Charlotte Hendrix, Senior Communications and Marketing Specialist for JCSM, has worked with Auburn since 2012 and provided an overview of the mobile museum project.

“This project has been a long-standing aspiration for Jule in expanding awareness on Auburn’s behalf,” said Hendrix. “We want to bring art to where people are in their daily lives. “

Due to the hectic nature of everyday life, the arts are often overlooked for some people. The Museum on the Move seeks to remedy this by increasing the accessibility of JCSM through this project.

“We’re all busy with work, school and other commitments or maybe some think museums aren’t a place for them,” Hendrix said. “A stop at Museum in Motion for these experiments has the potential to make us better humans.”

Tiger Giving Day’s influx of donations for Museum in Motion solidified the community’s desire to launch this initiative.

“[Museum in Motion] has great potential for both arts education and social impact, ”said Hendrix. “People immediately understood how this project could serve the Auburn community, the state and the region.

By initiating this project, the JCSM wishes to focus on the arts and their role in everyday life.

“The arts, in all their forms, ultimately tell a particular story or point of view,” said Hendrix. “Research consistently shows the benefits. The more we are exposed to different views and experiences, the more we can empathize with one another. “

Whether viewing art as a passive observer or actively participating in its expression, Hendrix said she believes individuals can benefit tremendously from the arts.

“Art involves creativity, expression and problem solving. Even if you are not actively engaged in artistic creation, you can still develop these skills, ”she said.

The museum’s current van is 17 years old and can only be used to deliver artwork within a 25-mile radius of Auburn.

Even the current pandemic is not standing in the way of this project, Hendrix said. JCSM staff could use the mobile museum to carry out a wide range of COVID-friendly activities.

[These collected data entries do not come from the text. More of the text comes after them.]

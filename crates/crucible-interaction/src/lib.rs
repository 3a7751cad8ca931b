//! Chat collaborator boundary.
//!
//! Core logic never inspects raw provider payloads. Every backend implements
//! [`ChatClient`], and every response shape a provider may emit is normalized
//! into one canonical [`StreamChunk`] stream at this boundary.

pub mod prompt;
pub mod rest_client;

use crucible_core::conversation::{ChatMessage, ChatRole};
use crucible_core::error::Result;
use std::pin::Pin;

use async_trait::async_trait;
use tokio_stream::{Stream, StreamExt};

pub use rest_client::RestChatClient;

/// A stream of normalized chat completion chunks.
pub type ChatStream = Pin<Box<dyn Stream<Item = Result<StreamChunk>> + Send>>;

/// A chat completion request.
#[derive(Debug, Clone)]
pub struct ChatRequest {
    /// Role-tagged message sequence, oldest first.
    pub messages: Vec<ChatMessage>,
    /// Sampling temperature, provider default when `None`.
    pub temperature: Option<f32>,
    /// Output token cap, provider default when `None`.
    pub max_tokens: Option<u32>,
}

impl ChatRequest {
    /// Creates a request with provider-default parameters.
    pub fn new(messages: Vec<ChatMessage>) -> Self {
        Self {
            messages,
            temperature: None,
            max_tokens: None,
        }
    }

    /// Shorthand for a system prompt followed by one user message.
    pub fn one_shot(system: impl Into<String>, user: impl Into<String>) -> Self {
        Self::new(vec![ChatMessage::system(system), ChatMessage::user(user)])
    }

    /// Sets the sampling temperature.
    pub fn with_temperature(mut self, temperature: f32) -> Self {
        self.temperature = Some(temperature);
        self
    }

    /// Sets the output token cap.
    pub fn with_max_tokens(mut self, max_tokens: u32) -> Self {
        self.max_tokens = Some(max_tokens);
        self
    }
}

/// A complete (non-streaming) chat response.
#[derive(Debug, Clone, PartialEq, Eq)]
pub struct ChatResponse {
    /// The full assistant text.
    pub content: String,
}

/// One normalized chunk of an incrementally delivered response.
///
/// [`StreamChunk::from_raw`] is the single adapter that maps every tolerated
/// provider chunk shape into this type; nothing downstream ever looks at a
/// raw payload.
#[derive(Debug, Clone, PartialEq, Eq, Default)]
pub struct StreamChunk {
    /// Incremental text, if this chunk carried any.
    pub delta: Option<String>,
    /// Whether the provider marked the response complete.
    pub finished: bool,
}

impl StreamChunk {
    /// Normalizes a raw provider chunk.
    ///
    /// Tolerated shapes, checked in order:
    /// - `choices[0].delta.content` (streaming chat completion)
    /// - `choices[0].message.content` (full chat completion)
    /// - `choices[0].text` (legacy completion)
    /// - `content` (flat)
    ///
    /// A non-null `choices[0].finish_reason` marks the chunk final.
    pub fn from_raw(value: &serde_json::Value) -> Self {
        let choice = value.get("choices").and_then(|c| c.get(0));

        let delta = choice
            .and_then(|c| c.pointer("/delta/content"))
            .or_else(|| choice.and_then(|c| c.pointer("/message/content")))
            .or_else(|| choice.and_then(|c| c.get("text")))
            .or_else(|| value.get("content"))
            .and_then(|v| v.as_str())
            .filter(|s| !s.is_empty())
            .map(String::from);

        let finished = choice
            .and_then(|c| c.get("finish_reason"))
            .map(|fr| !fr.is_null())
            .unwrap_or(false);

        Self { delta, finished }
    }

    /// Whether this chunk carries neither text nor a finish marker.
    pub fn is_empty(&self) -> bool {
        self.delta.is_none() && !self.finished
    }
}

/// An async chat completion backend.
#[async_trait]
pub trait ChatClient: Send + Sync {
    /// Performs a chat completion and returns the full response.
    async fn chat(&self, request: ChatRequest) -> Result<ChatResponse>;

    /// Performs a streaming chat completion.
    async fn chat_stream(&self, request: ChatRequest) -> Result<ChatStream>;
}

/// Drains a chat stream into the full response text.
///
/// A mid-stream error after some text has arrived is logged and the partial
/// text returned; an error before any text propagates.
pub async fn collect_text(mut stream: ChatStream) -> Result<String> {
    let mut text = String::new();
    while let Some(item) = stream.next().await {
        match item {
            Ok(chunk) => {
                if let Some(delta) = chunk.delta {
                    text.push_str(&delta);
                }
                if chunk.finished {
                    break;
                }
            }
            Err(err) if text.is_empty() => return Err(err),
            Err(err) => {
                tracing::warn!("chat stream ended early, keeping partial text: {}", err);
                break;
            }
        }
    }
    Ok(text)
}

/// Wire-role mapping shared by REST backends.
pub(crate) fn role_str(role: ChatRole) -> &'static str {
    match role {
        ChatRole::System => "system",
        ChatRole::User => "user",
        ChatRole::Assistant => "assistant",
    }
}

“A vehicle like this would allow staff to transport artwork for large loans and to display artwork and activities outdoors,” said Hendrix. “These opportunities can potentially mitigate the spread, but ultimately we hope to remove all barriers to site visits. “

On top of that, the Museum in Motion intends to travel to Campus Green for events and showcases where students and staff can visit between classes. Students will also be able to help build the vehicle and its many displays.

“We really want to involve the students in the design aspects of the vehicle, both with the engineering of the interior systems and the development of the exterior graphics,” said Hendrix. “One of the next steps will be to coordinate with faculty and university administrators to make this opportunity available. “

In the future, the Museum in Motion plans to organize several public events to further develop the project and possibly play a central role in the intellectual life of the University.